The debt swap and the IMF warning

On Thursday the director of communications for the IMF, Julie Kozlack, stated that the agency was aware of the operation and stated that “from the point of view of the agency prudent debt management is necessary to improve the functioning of the domestic market and the foreign exchange market, but it must be carried out in a way that does not add vulnerability to the future and must also be accompanied by strict and consistent macroeconomic policies”.

While the Secretary of Finance, Eduardo Setti, stressed yesterday that the announced measures aim to continue rearranging financial assets, especially those denominated in foreign currency, within the National Public Sector.

“There are agencies of the National State that have bonds denominated in dollars, both with local legislation (AL), and with foreign legislation (GD), without this being necessary for them to comply with the objective or purpose. The measure aims to manage prudent but also efficient management of financial assets, while preserving the objective and destination of the different bodies and jurisdictions subject to the measure,” Setti explained.

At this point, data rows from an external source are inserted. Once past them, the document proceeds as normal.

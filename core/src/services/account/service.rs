//! Account management implementation
//!
//! Operates on behalf of an authenticated account; the session gate has
//! already resolved the caller. Email edits are deliberately absent here:
//! an address only changes through the verified email change flow.

use std::sync::Arc;

use uuid::Uuid;

use crate::domain::entities::account::Account;
use crate::domain::value_objects::AccountSummary;
use crate::errors::{AuthError, DomainError, DomainResult};
use crate::repositories::AccountRepository;
use crate::services::duplicates::{check_identity, supersede_ghosts};
use crate::services::password::{hash_password, validate_password, verify_password};

use sav_shared::utils::validation::is_valid_handle;

/// Profile and credential management for existing accounts.
pub struct AccountService<A: AccountRepository> {
    repository: Arc<A>,
}

impl<A: AccountRepository> AccountService<A> {
    pub fn new(repository: Arc<A>) -> Self {
        Self { repository }
    }

    /// Fetch the caller's profile
    pub async fn profile(&self, account_id: Uuid) -> DomainResult<AccountSummary> {
        let account = self.require_account(account_id).await?;
        Ok(AccountSummary::from(&account))
    }

    /// Change the caller's handle.
    pub async fn update_handle(
        &self,
        account_id: Uuid,
        new_handle: &str,
    ) -> DomainResult<AccountSummary> {
        let mut account = self.require_account(account_id).await?;

        if !is_valid_handle(new_handle) {
            return Err(DomainError::Validation {
                message: format!("Invalid handle: {}", new_handle),
            });
        }
        if account.handle == new_handle {
            return Ok(AccountSummary::from(&account));
        }

        let identity = check_identity(
            self.repository.as_ref(),
            new_handle,
            &account.email,
            Some(account.id),
        )
        .await?;
        identity.ensure_available()?;
        supersede_ghosts(self.repository.as_ref(), &identity.ghosts).await?;

        account.handle = new_handle.to_string();
        let account = self.repository.update(account).await?;

        tracing::info!(
            account_id = %account.id,
            handle = %account.handle,
            event = "handle_updated",
            "Account handle changed"
        );
        Ok(AccountSummary::from(&account))
    }

    /// Change the caller's password, verifying the old one first.
    pub async fn change_password(
        &self,
        account_id: Uuid,
        old_password: &str,
        new_password: &str,
    ) -> DomainResult<()> {
        let mut account = self.require_account(account_id).await?;

        if !verify_password(old_password, &account.password_hash)? {
            return Err(AuthError::InvalidCredentials.into());
        }
        validate_password(new_password)?;

        account.set_password_hash(hash_password(new_password)?);
        self.repository.update(account).await?;

        tracing::info!(
            account_id = %account_id,
            event = "password_changed",
            "Password changed by the account owner"
        );
        Ok(())
    }

    /// Delete the caller's account.
    ///
    /// The store cascades recipes and groups; outstanding session tokens
    /// die at the next `authenticate` lookup.
    pub async fn delete_account(&self, account_id: Uuid) -> DomainResult<()> {
        if !self.repository.delete(account_id).await? {
            return Err(AuthError::NotFound.into());
        }
        tracing::info!(
            account_id = %account_id,
            event = "account_deleted",
            "Account removed"
        );
        Ok(())
    }

    async fn require_account(&self, account_id: Uuid) -> DomainResult<Account> {
        self.repository
            .find_by_id(account_id)
            .await?
            .ok_or_else(|| AuthError::NotFound.into())
    }
}
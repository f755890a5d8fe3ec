//! Tests for the password reset flow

In this, he pointed out that, through the Decree published in the Official Gazette, “it seeks in particular to maximize the result of financial operations in the capital market, using reliable and transparent procedures.” “In this way, the Ministry of Economy, in coordination with the Central Bank, will have the capacity to act in the financial dollar market without affecting the reserves, to stabilize them avoiding high volatility,” he added.

Setti said that it is expected to absorb excess pesos that otherwise put pressure on inflation; reduce debt in dollars with foreign legislation; lift some exchange restrictions, as a first step towards a principle of normalization; generate instruments to stabilize the financial dollar market without affecting reserves; concentrate the management of these instruments in the Ministry of Economy, in coordination with the Central Bank; help reduce the volatility of the financial dollar market in particular, and of the capital market in general, thus avoiding its impact, among others, on inflation.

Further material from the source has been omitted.